START Records for this task

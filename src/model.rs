//! Boundary to the type model that describes the program being processed.
//!
//! The engine only needs a canonical name from a type. Richer type models implement
//! [`TypeHandle`] on their own descriptors; [`CustomType`] is a minimal one.

use serde::{Deserialize, Serialize};

/// Read-only handle to a type supplied by the external type-analysis facility.
pub trait TypeHandle: Send + Sync {
    /// Fully qualified, dot-separated name, e.g. `com.acme.User`.
    fn canonical_name(&self) -> &str;

    fn simple_name(&self) -> &str {
        let name = self.canonical_name();
        name.rsplit_once('.').map_or(name, |(_, simple)| simple)
    }

    /// Everything before the last dot; empty for types in the default package.
    fn package_name(&self) -> &str {
        self.canonical_name()
            .rsplit_once('.')
            .map_or("", |(package, _)| package)
    }
}

/// Plain type descriptor: a canonical name and the annotations present on the type.
#[derive(Debug, Clone, PartialEq, Eq, Hash, Serialize, Deserialize)]
pub struct CustomType {
    canonical_name: String,
    #[serde(default)]
    annotations: Vec<String>,
}

impl CustomType {
    pub fn new(canonical_name: impl Into<String>) -> Self {
        Self {
            canonical_name: canonical_name.into(),
            annotations: Vec::new(),
        }
    }

    pub fn with_annotation(mut self, annotation: impl Into<String>) -> Self {
        self.annotations.push(annotation.into());
        self
    }

    pub fn annotations(&self) -> &[String] {
        &self.annotations
    }

    pub fn has_annotation(&self, annotation: &str) -> bool {
        self.annotations.iter().any(|a| a == annotation)
    }
}

impl TypeHandle for CustomType {
    fn canonical_name(&self) -> &str {
        &self.canonical_name
    }
}
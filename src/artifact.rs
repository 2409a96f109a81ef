//! Generated artifacts.
//!
//! Artifacts are immutable values: a generation task builds one on success and hands it to
//! the caller, which passes it on to whatever writer persists it. They serialize for that
//! writer and are never read back.

use serde::Serialize;
use std::fmt;

/// Kind of a generated artifact.
#[derive(Debug, Clone, Copy, PartialEq, Eq, Hash, Serialize)]
#[serde(rename_all = "lowercase")]
pub enum ArtifactType {
    /// Generated source code
    Source,
    /// Any other generated file (service registrations, descriptors)
    Resource,
}

impl fmt::Display for ArtifactType {
    fn fmt(&self, f: &mut fmt::Formatter<'_>) -> fmt::Result {
        match self {
            ArtifactType::Source => write!(f, "source"),
            ArtifactType::Resource => write!(f, "resource"),
        }
    }
}

/// Named, typed result of a generation task.
#[derive(Debug, Clone, PartialEq, Eq, Serialize)]
#[serde(tag = "type", rename_all = "lowercase")]
pub enum Artifact {
    Source(SourceArtifact),
    Resource(ResourceArtifact),
}

impl Artifact {
    pub fn name(&self) -> &str {
        match self {
            Artifact::Source(source) => source.name(),
            Artifact::Resource(resource) => resource.name(),
        }
    }

    pub fn artifact_type(&self) -> ArtifactType {
        match self {
            Artifact::Source(_) => ArtifactType::Source,
            Artifact::Resource(_) => ArtifactType::Resource,
        }
    }

    /// Source view of this artifact; `None` unless the kind is [`ArtifactType::Source`].
    pub fn as_source_artifact(&self) -> Option<&SourceArtifact> {
        match self {
            Artifact::Source(source) => Some(source),
            Artifact::Resource(_) => None,
        }
    }

    pub fn into_source_artifact(self) -> Option<SourceArtifact> {
        match self {
            Artifact::Source(source) => Some(source),
            Artifact::Resource(_) => None,
        }
    }
}

impl From<SourceArtifact> for Artifact {
    fn from(source: SourceArtifact) -> Self {
        Artifact::Source(source)
    }
}

impl From<ResourceArtifact> for Artifact {
    fn from(resource: ResourceArtifact) -> Self {
        Artifact::Resource(resource)
    }
}

/// Artifact carrying generated source text, exactly as the template engine rendered it.
#[derive(Debug, Clone, PartialEq, Eq, Serialize)]
pub struct SourceArtifact {
    name: String,
    source_text: String,
}

impl SourceArtifact {
    pub fn new(name: impl Into<String>, source_text: impl Into<String>) -> Self {
        Self {
            name: name.into(),
            source_text: source_text.into(),
        }
    }

    pub fn name(&self) -> &str {
        &self.name
    }

    pub fn source_text(&self) -> &str {
        &self.source_text
    }
}

#[derive(Debug, Clone, PartialEq, Eq, Serialize)]
pub struct ResourceArtifact {
    name: String,
    content: Vec<u8>,
}

impl ResourceArtifact {
    pub fn new(name: impl Into<String>, content: impl Into<Vec<u8>>) -> Self {
        Self {
            name: name.into(),
            content: content.into(),
        }
    }

    pub fn name(&self) -> &str {
        &self.name
    }

    pub fn content(&self) -> &[u8] {
        &self.content
    }
}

END Records for this task

[Work item]:
Where the data above reaches the line holding "use std::fmt;", begin printing, and stop after the line holding "a generation task.". Each line must be reproduced exactly, with nothing else added.

[Response]:
use std::fmt;

/// Kind of a generated artifact.
#[derive(Debug, Clone, Copy, PartialEq, Eq, Hash, Serialize)]
#[serde(rename_all = "lowercase")]
pub enum ArtifactType {
    /// Generated source code
    Source,
    /// Any other generated file (service registrations, descriptors)
    Resource,
}

impl fmt::Display for ArtifactType {
    fn fmt(&self, f: &mut fmt::Formatter<'_>) -> fmt::Result {
        match self {
            ArtifactType::Source => write!(f, "source"),
            ArtifactType::Resource => write!(f, "resource"),
        }
    }
}

/// Named, typed result of a generation task.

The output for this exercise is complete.